§ What to do
Which lines of the data contain the string "other"? Copy every one.

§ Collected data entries
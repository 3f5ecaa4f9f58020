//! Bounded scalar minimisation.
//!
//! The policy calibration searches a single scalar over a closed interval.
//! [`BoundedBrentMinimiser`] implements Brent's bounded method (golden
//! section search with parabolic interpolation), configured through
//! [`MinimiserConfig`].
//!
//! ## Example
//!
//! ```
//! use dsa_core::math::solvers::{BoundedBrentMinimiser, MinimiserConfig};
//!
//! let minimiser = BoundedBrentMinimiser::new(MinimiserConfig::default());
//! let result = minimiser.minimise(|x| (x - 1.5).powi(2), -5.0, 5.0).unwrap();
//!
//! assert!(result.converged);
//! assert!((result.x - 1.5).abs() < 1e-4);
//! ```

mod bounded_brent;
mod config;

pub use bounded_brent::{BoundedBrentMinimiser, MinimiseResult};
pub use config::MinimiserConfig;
...
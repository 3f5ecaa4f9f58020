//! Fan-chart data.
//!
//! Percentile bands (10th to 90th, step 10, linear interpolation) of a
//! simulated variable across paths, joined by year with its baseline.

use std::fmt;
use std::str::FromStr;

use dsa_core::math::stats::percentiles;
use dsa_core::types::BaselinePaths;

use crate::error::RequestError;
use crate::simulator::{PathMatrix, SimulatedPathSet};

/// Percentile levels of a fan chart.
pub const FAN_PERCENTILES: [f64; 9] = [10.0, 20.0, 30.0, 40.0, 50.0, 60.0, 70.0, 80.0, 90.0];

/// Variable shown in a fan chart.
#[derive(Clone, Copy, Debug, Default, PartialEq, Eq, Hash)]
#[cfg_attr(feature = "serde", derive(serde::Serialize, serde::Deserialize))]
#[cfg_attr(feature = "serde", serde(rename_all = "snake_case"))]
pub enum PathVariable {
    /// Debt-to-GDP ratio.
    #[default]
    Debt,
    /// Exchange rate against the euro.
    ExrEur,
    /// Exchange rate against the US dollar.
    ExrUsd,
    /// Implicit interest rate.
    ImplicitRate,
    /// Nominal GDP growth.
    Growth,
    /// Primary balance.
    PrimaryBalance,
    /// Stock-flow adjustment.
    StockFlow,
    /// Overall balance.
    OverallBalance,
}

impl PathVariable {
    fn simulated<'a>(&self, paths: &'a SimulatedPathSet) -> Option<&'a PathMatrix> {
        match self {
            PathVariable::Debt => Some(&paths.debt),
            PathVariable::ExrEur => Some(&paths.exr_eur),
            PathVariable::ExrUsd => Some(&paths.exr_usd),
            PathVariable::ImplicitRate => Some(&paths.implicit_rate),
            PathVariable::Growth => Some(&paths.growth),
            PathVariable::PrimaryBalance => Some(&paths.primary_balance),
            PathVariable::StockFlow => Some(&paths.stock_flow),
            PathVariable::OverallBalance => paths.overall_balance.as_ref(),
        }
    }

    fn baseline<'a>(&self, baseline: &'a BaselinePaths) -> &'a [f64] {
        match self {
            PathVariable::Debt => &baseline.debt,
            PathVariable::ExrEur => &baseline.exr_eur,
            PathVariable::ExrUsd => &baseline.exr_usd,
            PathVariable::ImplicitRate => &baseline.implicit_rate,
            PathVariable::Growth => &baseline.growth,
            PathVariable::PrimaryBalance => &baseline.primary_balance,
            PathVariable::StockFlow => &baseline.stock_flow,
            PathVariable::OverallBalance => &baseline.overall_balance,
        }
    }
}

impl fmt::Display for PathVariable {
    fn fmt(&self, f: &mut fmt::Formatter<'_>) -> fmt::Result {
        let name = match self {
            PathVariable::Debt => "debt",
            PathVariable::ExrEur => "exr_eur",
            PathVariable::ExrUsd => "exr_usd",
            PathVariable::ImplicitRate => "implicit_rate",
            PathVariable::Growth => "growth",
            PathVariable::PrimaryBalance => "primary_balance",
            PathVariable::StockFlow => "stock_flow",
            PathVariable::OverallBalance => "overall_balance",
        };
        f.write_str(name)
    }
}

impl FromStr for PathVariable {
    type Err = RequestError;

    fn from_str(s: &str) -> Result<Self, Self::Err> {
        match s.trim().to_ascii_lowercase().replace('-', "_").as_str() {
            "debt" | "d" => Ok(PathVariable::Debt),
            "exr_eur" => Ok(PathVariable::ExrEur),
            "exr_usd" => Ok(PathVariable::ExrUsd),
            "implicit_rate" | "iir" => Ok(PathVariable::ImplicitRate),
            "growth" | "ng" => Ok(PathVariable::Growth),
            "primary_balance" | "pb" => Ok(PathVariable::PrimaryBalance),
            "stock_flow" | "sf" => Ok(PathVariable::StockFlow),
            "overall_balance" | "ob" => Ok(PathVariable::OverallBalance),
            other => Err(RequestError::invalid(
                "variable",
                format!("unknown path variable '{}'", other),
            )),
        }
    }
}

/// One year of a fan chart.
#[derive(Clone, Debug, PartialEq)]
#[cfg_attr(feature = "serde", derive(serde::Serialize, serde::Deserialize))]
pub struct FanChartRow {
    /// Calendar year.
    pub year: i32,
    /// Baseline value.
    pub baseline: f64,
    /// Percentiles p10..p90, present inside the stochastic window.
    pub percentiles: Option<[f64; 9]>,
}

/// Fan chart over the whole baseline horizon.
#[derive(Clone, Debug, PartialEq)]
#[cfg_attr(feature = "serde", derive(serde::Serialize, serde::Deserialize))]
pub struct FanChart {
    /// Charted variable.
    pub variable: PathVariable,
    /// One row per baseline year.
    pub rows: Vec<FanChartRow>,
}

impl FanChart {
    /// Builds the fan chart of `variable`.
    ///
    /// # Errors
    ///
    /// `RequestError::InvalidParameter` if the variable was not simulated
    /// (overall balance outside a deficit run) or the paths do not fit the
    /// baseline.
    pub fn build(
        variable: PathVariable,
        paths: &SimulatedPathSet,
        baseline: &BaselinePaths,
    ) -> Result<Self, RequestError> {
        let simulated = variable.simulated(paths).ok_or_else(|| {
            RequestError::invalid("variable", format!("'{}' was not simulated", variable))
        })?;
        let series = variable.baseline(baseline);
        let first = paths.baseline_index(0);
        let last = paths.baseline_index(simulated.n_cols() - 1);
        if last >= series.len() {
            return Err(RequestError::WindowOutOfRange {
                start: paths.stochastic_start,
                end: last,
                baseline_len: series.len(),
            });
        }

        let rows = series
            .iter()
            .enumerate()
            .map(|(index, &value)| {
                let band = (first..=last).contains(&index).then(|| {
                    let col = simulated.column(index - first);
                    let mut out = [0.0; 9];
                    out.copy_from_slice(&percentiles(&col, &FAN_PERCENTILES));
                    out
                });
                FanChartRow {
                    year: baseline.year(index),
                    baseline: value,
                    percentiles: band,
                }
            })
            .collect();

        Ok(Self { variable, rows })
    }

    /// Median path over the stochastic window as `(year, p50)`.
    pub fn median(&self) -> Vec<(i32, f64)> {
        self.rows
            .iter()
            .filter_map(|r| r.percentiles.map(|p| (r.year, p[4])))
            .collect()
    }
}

§ Result of this exercise
            other => Err(RequestError::invalid(
                format!("unknown path variable '{}'", other),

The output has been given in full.